Noé, seul tout contre tous
« Le temps détruit tout ».
On se souvient de cet aphorisme inscrit en lettres capitales à la fin d’Irréversible, film raconté à l’envers, de l’enfer du présent au paradis perdu du passé.
Pour Gaspar Noé, le cinéma est la meilleure arme pour conjurer cette fatalité. Si on avait pu trouver naïve cette déclaration philosophique à l’époque, Love vient en expliquer les soubassements les plus personnels ; car Murphy est de toute évidence l’alter ego du cinéaste, qui ne cesse de se mettre en jeu, quand il ne se met pas en scène, dans son film.
Murphy est étudiant en cinéma, son enfant s’appelle Gaspar, son ex s’appelle Lucille (comme Lucille Hadzihalilovic, cinéaste et un temps compagne de Noé) et il joue lui-même le rôle d’un galeriste goujat, ancien amant d’Electra pour qui Murphy éprouve une jalousie féroce.

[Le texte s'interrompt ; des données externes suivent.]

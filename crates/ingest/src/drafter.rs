//! Reply drafting contract.

use async_trait::async_trait;

use surge_core::{Post, ReplyDraft};

use crate::error::IngestError;

/// Drafts candidate replies for a post, one per requested tone.
///
/// Implementations wrap the completion backend. Returning an empty list
/// is the degradation path (backend unconfigured or response unusable);
/// callers treat it as "no drafts", never as a job failure.
#[async_trait]
pub trait ReplyDrafter: Send + Sync {
    async fn draft(&self, post: &Post, tones: &[String]) -> Result<Vec<ReplyDraft>, IngestError>;
}

/// Drafter used when no completion backend is configured.
pub struct NoDrafter;

#[async_trait]
impl ReplyDrafter for NoDrafter {
    async fn draft(&self, _post: &Post, _tones: &[String]) -> Result<Vec<ReplyDraft>, IngestError> {
        Ok(Vec::new())
    }
}
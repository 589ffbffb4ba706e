use chrono::{DateTime, Utc};
use serde::{Deserialize, Serialize};

/// Source platform a post was observed on.
#[derive(Debug, Clone, Copy, PartialEq, Eq, Hash, Serialize, Deserialize)]
#[serde(rename_all = "lowercase")]
pub enum Platform {
    X,
    Reddit,
}

impl Platform {
    pub fn as_str(&self) -> &'static str {
        match self {
            Platform::X => "x",
            Platform::Reddit => "reddit",
        }
    }
}

impl std::fmt::Display for Platform {
    fn fmt(&self, f: &mut std::fmt::Formatter<'_>) -> std::fmt::Result {
        f.write_str(self.as_str())
    }
}

impl std::str::FromStr for Platform {
    type Err = String;

    fn from_str(s: &str) -> Result<Self, Self::Err> {
        match s.to_ascii_lowercase().as_str() {
            "x" | "twitter" => Ok(Platform::X),
            "reddit" => Ok(Platform::Reddit),
            other => Err(format!("unknown platform '{other}'")),
        }
    }
}

/// Unique key of a post: one row per (platform, external post id).
#[derive(Debug, Clone, PartialEq, Eq, Hash, Serialize, Deserialize)]
pub struct PostKey {
    pub platform: Platform,
    pub post_id: String,
}

impl PostKey {
    pub fn new(platform: Platform, post_id: impl Into<String>) -> Self {
        Self {
            platform,
            post_id: post_id.into(),
        }
    }
}

impl std::fmt::Display for PostKey {
    fn fmt(&self, f: &mut std::fmt::Formatter<'_>) -> std::fmt::Result {
        write!(f, "{}:{}", self.platform, self.post_id)
    }
}

/// A suggested reply for an alerted post.
#[derive(Debug, Clone, PartialEq, Serialize, Deserialize)]
pub struct ReplyDraft {
    pub tone: Option<String>,
    pub text: String,
}

/// One observed social item with scoring and trending state.
#[derive(Debug, Clone, Serialize, Deserialize)]
pub struct Post {
    pub platform: Platform,
    pub post_id: String,
    /// Author handle, stored without a leading `@`.
    pub author: Option<String>,
    pub url: Option<String>,
    pub text: String,
    pub created_at: DateTime<Utc>,
    pub collected_at: DateTime<Utc>,

    pub like_count: u64,
    pub reply_count: u64,
    pub repost_count: u64,
    pub quote_count: u64,
    pub view_count: u64,

    pub virality_score: f64,
    pub velocity_score: f64,
    /// `trending_since` is Some iff `trending` is true.
    pub trending: bool,
    pub trending_since: Option<DateTime<Utc>>,
    pub trending_candidate_since: Option<DateTime<Utc>>,

    pub last_alerted_at: Option<DateTime<Utc>>,
    pub last_alerted_virality: Option<f64>,

    pub tones: Vec<String>,
    pub reply_drafts: Vec<ReplyDraft>,
}

impl Post {
    pub fn key(&self) -> PostKey {
        PostKey::new(self.platform, self.post_id.clone())
    }

    /// Raw engagement mix used for trend qualification: likes + reposts + replies.
    pub fn engagement_total(&self) -> u64 {
        self.like_count + self.repost_count + self.reply_count
    }
}

/// Normalized item emitted by an ingestion source.
///
/// Counters default to zero; a `None` counter on re-ingestion means
/// "unknown, keep the stored value".
#[derive(Debug, Clone, Serialize, Deserialize)]
pub struct NormalizedPost {
    pub platform: Platform,
    pub post_id: String,
    pub author: Option<String>,
    pub url: Option<String>,
    pub text: Option<String>,
    pub created_at: Option<DateTime<Utc>>,
    pub like_count: Option<u64>,
    pub reply_count: Option<u64>,
    pub repost_count: Option<u64>,
    pub quote_count: Option<u64>,
    pub view_count: Option<u64>,
}

impl NormalizedPost {
    pub fn new(platform: Platform, post_id: impl Into<String>) -> Self {
        Self {
            platform,
            post_id: post_id.into(),
            author: None,
            url: None,
            text: None,
            created_at: None,
            like_count: None,
            reply_count: None,
            repost_count: None,
            quote_count: None,
            view_count: None,
        }
    }

    /// Author handle with any leading `@` stripped; empty handles become None.
    pub fn clean_author(&self) -> Option<String> {
        self.author
            .as_deref()
            .map(|a| a.trim_start_matches('@').to_string())
            .filter(|a| !a.is_empty())
    }
}

/// Read-only view of a post exposed to collaborators.
#[derive(Debug, Clone, Serialize)]
pub struct PostProjection {
    pub platform: Platform,
    pub post_id: String,
    pub author: Option<String>,
    pub text: String,
    pub url: Option<String>,
    pub created_at: DateTime<Utc>,
    pub like_count: u64,
    pub reply_count: u64,
    pub repost_count: u64,
    pub quote_count: u64,
    pub view_count: u64,
    pub virality_score: f64,
    pub velocity_score: f64,
    pub trending: bool,
    pub reply_drafts: Vec<ReplyDraft>,
}

impl From<&Post> for PostProjection {
    fn from(p: &Post) -> Self {
        Self {
            platform: p.platform,
            post_id: p.post_id.clone(),
            author: p.author.clone(),
            text: p.text.clone(),
            url: p.url.clone(),
            created_at: p.created_at,
            like_count: p.like_count,
            reply_count: p.reply_count,
            repost_count: p.repost_count,
            quote_count: p.quote_count,
            view_count: p.view_count,
            virality_score: p.virality_score,
            velocity_score: p.velocity_score,
            trending: p.trending,
            reply_drafts: p.reply_drafts.clone(),
        }
    }
}

#[cfg(test)]
mod tests {
    use super::*;

    #[test]
    fn platform_round_trip() {
        assert_eq!("x".parse::<Platform>().unwrap(), Platform::X);
        assert_eq!("Reddit".parse::<Platform>().unwrap(), Platform::Reddit);
        assert!("mastodon".parse::<Platform>().is_err());
        assert_eq!(Platform::X.to_string(), "x");
    }

    #[test]
    fn projection_carries_scores_and_drafts() {
        let now = chrono::Utc::now();
        let post = Post {
            platform: Platform::Reddit,
            post_id: "r9".to_string(),
            author: Some("op".to_string()),
            url: Some("https://example.com/r9".to_string()),
            text: "thread".to_string(),
            created_at: now,
            collected_at: now,
            like_count: 7,
            reply_count: 2,
            repost_count: 1,
            quote_count: 0,
            view_count: 90,
            virality_score: 0.4,
            velocity_score: 0.3,
            trending: true,
            trending_since: Some(now),
            trending_candidate_since: None,
            last_alerted_at: None,
            last_alerted_virality: None,
            tones: vec![],
            reply_drafts: vec![ReplyDraft {
                tone: None,
                text: "nice".to_string(),
            }],
        };

        let projection = PostProjection::from(&post);
        assert_eq!(projection.platform, Platform::Reddit);
        assert_eq!(projection.virality_score, 0.4);
        assert!(projection.trending);
        assert_eq!(projection.reply_drafts.len(), 1);
    }

    #[test]
    fn clean_author_strips_at_and_empties() {
        let mut item = NormalizedPost::new(Platform::X, "1");
        item.author = Some("@builder".to_string());
        assert_eq!(item.clean_author().as_deref(), Some("builder"));

        item.author = Some("@".to_string());
        assert_eq!(item.clean_author(), None);

        item.author = None;
        assert_eq!(item.clean_author(), None);
    }
}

Ça ne pourrait être qu’un petit jeu de clins d’œil complices — comme la prestation du producteur Vincent Maraval en flic adepte des soirées échangistes — c’est en fait bien plus que cela : une façon de se mettre à nu, d’attester que tout ce qui se passe sur l’écran n’est pas seulement vrai — du sexe non simulé, des notations autobiographiques — mais surtout qu’il constitue l’essence du projet mené par Gaspar Noé depuis ses débuts, à savoir filmer des histoires d’amour endeuillé par le passage du temps que la puissance du cinéma va parvenir à ressusciter.

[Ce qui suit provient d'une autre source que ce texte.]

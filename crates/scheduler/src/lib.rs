//! Cron-driven job scheduling with lease-based concurrency control.
//!
//! [`SchedulerService`] owns the trigger registry, the lease manager, and
//! the failure monitor; call [`SchedulerService::tick`] from the worker
//! loop to fire due jobs. Configuration changes go through the service's
//! admin methods so the live trigger set always matches the store.

pub mod cron;
pub mod entry;
pub mod error;
pub mod failure;
pub mod jobs;
pub mod lease;
pub mod service;

pub use entry::JobScheduleEntry;
pub use error::SchedulerError;
pub use failure::FailureMonitor;
pub use jobs::{JobContext, JobHandler};
pub use lease::LeaseLockManager;
pub use service::{draft_config, SchedulerService};
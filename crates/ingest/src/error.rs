use thiserror::Error;

#[derive(Error, Debug)]
pub enum IngestError {
    #[error("source '{source_name}' failed: {detail}")]
    Source { source_name: String, detail: String },

    #[error("generation failed: {0}")]
    Generation(String),

    #[error("stream error: {0}")]
    Stream(String),
}
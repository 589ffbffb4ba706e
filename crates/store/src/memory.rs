//! In-memory [`Store`] backend.
//!
//! All tables live behind one `tokio::sync::RwLock`; each trait call takes
//! the lock once, so every mutating operation is a single transaction.
//! Used by the worker in single-process deployments and by tests.

use std::collections::{BTreeMap, HashMap};

use async_trait::async_trait;
use chrono::{DateTime, Duration, Utc};
use tokio::sync::RwLock;

use surge_core::{
    config::TargetingConfig, new_lease_token, normalize_terms, IdeaBatch, JobConfig, JobRun,
    Lease, NormalizedPost, NotificationRecord, Post, PostKey, TargetingProfile,
};

use crate::backend::{ProfileUpdate, Store};
use crate::error::StoreError;

#[derive(Default)]
struct Inner {
    posts: HashMap<PostKey, Post>,
    configs: BTreeMap<u64, JobConfig>,
    leases: Vec<Lease>,
    job_runs: Vec<JobRun>,
    profiles: BTreeMap<u64, TargetingProfile>,
    ideas: HashMap<String, IdeaBatch>,
    notifications: Vec<NotificationRecord>,

    config_seq: u64,
    lease_seq: u64,
    run_seq: u64,
    profile_seq: u64,
    notification_seq: u64,
}

/// In-memory store. Cheap to clone handles via `Arc<MemoryStore>`.
#[derive(Default)]
pub struct MemoryStore {
    inner: RwLock<Inner>,
}

impl MemoryStore {
    pub fn new() -> Self {
        Self::default()
    }
}

fn sort_top(posts: &mut [Post]) {
    posts.sort_by(|a, b| {
        b.trending.cmp(&a.trending).then(
            b.virality_score
                .partial_cmp(&a.virality_score)
                .unwrap_or(std::cmp::Ordering::Equal),
        )
    });
}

Le boucher incestueux de Seul contre tous, le fêtard d’Irréversible vengeant sa femme violée ou le junkie d’Enter the Void essayant de recréer par-delà la mort le lien fusionnel qui l’unissait à sa sœur, tous étaient déjà des Murphy, mais plus encore, tous reflétaient la personnalité de Noé : un grand romantique caché derrière une surface de noirceur et de provocation.
Mélo porno contemplatif
Or, Love n’a rien de provocateur. Pourtant, jamais Noé n’a flirté à ce point avec les interdits : la première scène donne le ton, puisqu’on y voit Murphy et Electra se masturber dans un plan fixe en plongée qui dure le temps du coït — ou du moins, de l’orgasme du garçon. Ce qui frappe, ce n’est pas la représentation sexuelle frontale, mais la douceur du regard que Noé porte dessus : c’est une image sereine, apaisée, où l’on prend le temps de contempler les corps et les gestes, et qu’aucun insert de mauvais goût ne fait basculer dans la pornographie.

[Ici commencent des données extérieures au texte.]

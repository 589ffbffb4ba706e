//! Per-author adaptive engagement thresholds.
//!
//! High-baseline authors need proportionally more engagement to count as
//! trending than low-baseline authors, which keeps the trending set from
//! skewing toward already-popular accounts.

use std::collections::HashMap;

use surge_core::Post;

/// Clamp band for the author/global engagement ratio.
#[derive(Debug, Clone, Copy)]
pub struct ScaleBand {
    pub min: f64,
    pub max: f64,
}

/// Historical engagement averages over the current post set.
#[derive(Debug, Default)]
pub struct AuthorStats {
    author_avgs: HashMap<String, f64>,
    pub global_avg: f64,
}

impl AuthorStats {
    /// Average engagement mix (likes + reposts + replies) per author and
    /// across the whole population. Posts without an author count toward
    /// the global average only.
    pub fn build(posts: &[Post]) -> Self {
        let mut totals: HashMap<&str, (u64, u64)> = HashMap::new();
        let mut global_total: u64 = 0;

        for post in posts {
            let engagement = post.engagement_total();
            global_total += engagement;
            if let Some(author) = post.author.as_deref() {
                let bucket = totals.entry(author).or_insert((0, 0));
                bucket.0 += engagement;
                bucket.1 += 1;
            }
        }

        let author_avgs = totals
            .into_iter()
            .map(|(author, (total, count))| (author.to_string(), total as f64 / count as f64))
            .collect();
        let global_avg = if posts.is_empty() {
            0.0
        } else {
            global_total as f64 / posts.len() as f64
        };

        Self {
            author_avgs,
            global_avg,
        }
    }

    pub fn author_avg(&self, author: Option<&str>) -> Option<f64> {
        author.and_then(|a| self.author_avgs.get(a).copied())
    }

    /// Denominator for the author ratio: never below the configured floor
    /// or 1, so sparse datasets don't inflate ratios.
    pub fn global_reference(&self, floor: u64) -> f64 {
        self.global_avg.max(floor as f64).max(1.0)
    }
}

/// Engagement total a post must reach to qualify as trending.
///
/// `ratio = author_avg / global_reference`, clamped to the band; authors
/// without history score ratio 1.0. Pure and I/O-free.
pub fn required_engagement(
    author_avg: Option<f64>,
    global_reference: f64,
    floor: u64,
    band: ScaleBand,
) -> u64 {
    let base_required = floor.max(1) as f64;
    let mut ratio = 1.0;
    if let Some(avg) = author_avg {
        if global_reference > 0.0 {
            ratio = avg / global_reference;
        }
    }
    ratio = ratio.clamp(band.min, band.max);
    ((base_required * ratio).round() as u64).max(1)
}

#[cfg(test)]
mod tests {
    use super::*;
    use chrono::Utc;
    use surge_core::Platform;

    const BAND: ScaleBand = ScaleBand { min: 0.5, max: 2.5 };

    fn post(author: Option<&str>, likes: u64) -> Post {
        Post {
            platform: Platform::X,
            post_id: likes.to_string(),
            author: author.map(String::from),
            url: None,
            text: String::new(),
            created_at: Utc::now(),
            collected_at: Utc::now(),
            like_count: likes,
            reply_count: 0,
            repost_count: 0,
            quote_count: 0,
            view_count: 0,
            virality_score: 0.0,
            velocity_score: 0.0,
            trending: false,
            trending_since: None,
            trending_candidate_since: None,
            last_alerted_at: None,
            last_alerted_virality: None,
            tones: vec![],
            reply_drafts: vec![],
        }
    }

    #[test]
    fn unknown_author_needs_the_base_floor() {
        assert_eq!(required_engagement(None, 20.0, 20, BAND), 20);
    }

    #[test]
    fn high_baseline_author_needs_more() {
        let required = required_engagement(Some(40.0), 20.0, 20, BAND);
        assert_eq!(required, 40);
        assert!(required > required_engagement(Some(10.0), 20.0, 20, BAND));
    }

    #[test]
    fn ratio_clamps_to_band() {
        // 1000/20 = 50x, clamped to 2.5x.
        assert_eq!(required_engagement(Some(1000.0), 20.0, 20, BAND), 50);
        // 1/20 = 0.05x, clamped to 0.5x.
        assert_eq!(required_engagement(Some(1.0), 20.0, 20, BAND), 10);
    }

    #[test]
    fn floor_of_zero_still_requires_one() {
        assert_eq!(required_engagement(None, 1.0, 0, BAND), 1);
        assert_eq!(required_engagement(Some(0.1), 1.0, 0, BAND), 1);
    }

    #[test]
    fn zero_reference_falls_back_to_unit_ratio() {
        assert_eq!(required_engagement(Some(50.0), 0.0, 20, BAND), 20);
    }

    #[test]
    fn stats_over_empty_set() {
        let stats = AuthorStats::build(&[]);
        assert_eq!(stats.global_avg, 0.0);
        assert_eq!(stats.author_avg(Some("a")), None);
        assert_eq!(stats.global_reference(20), 20.0);
    }

    #[test]
    fn stats_average_per_author_and_globally() {
        let posts = vec![
            post(Some("a"), 10),
            post(Some("a"), 30),
            post(Some("b"), 2),
            post(None, 6),
        ];
        let stats = AuthorStats::build(&posts);
        assert_eq!(stats.author_avg(Some("a")), Some(20.0));
        assert_eq!(stats.author_avg(Some("b")), Some(2.0));
        assert_eq!(stats.author_avg(None), None);
        assert_eq!(stats.global_avg, 12.0);
    }

    #[test]
    fn dominating_author_hits_the_upper_clamp() {
        let posts = vec![post(Some("whale"), 10_000), post(Some("minnow"), 1)];
        let stats = AuthorStats::build(&posts);
        let reference = stats.global_reference(20);
        let required = required_engagement(stats.author_avg(Some("whale")), reference, 20, BAND);
        assert_eq!(required, 50); // 20 * 2.5 cap
    }

    #[test]
    fn global_reference_uses_floor_when_avg_is_low() {
        let posts = vec![post(Some("a"), 1)];
        let stats = AuthorStats::build(&posts);
        assert_eq!(stats.global_reference(20), 20.0);
        assert_eq!(stats.global_reference(0), 1.0);
    }
}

Il en sera ainsi pour chaque rapport sexuel du film, même lorsqu’ils iront explorer des réalités plus dérangeantes — échangisme, triolisme, baise rapide dans une salle de bains lors d’une fête alcoolisée. Chacun raconte l’état d’une relation par la manière dont les corps s’imbriquent ou se repoussent ; pour Noé, faire l’amour, c’est montrer où l’on en est de son amour pour l’autre.
Et s’il fallait coller une étiquette à Love, ce serait celle de mélodrame porno contemplatif — des catégories pas si opposées que ça, mais dont la réunion dit à quel point le film est unique en son genre.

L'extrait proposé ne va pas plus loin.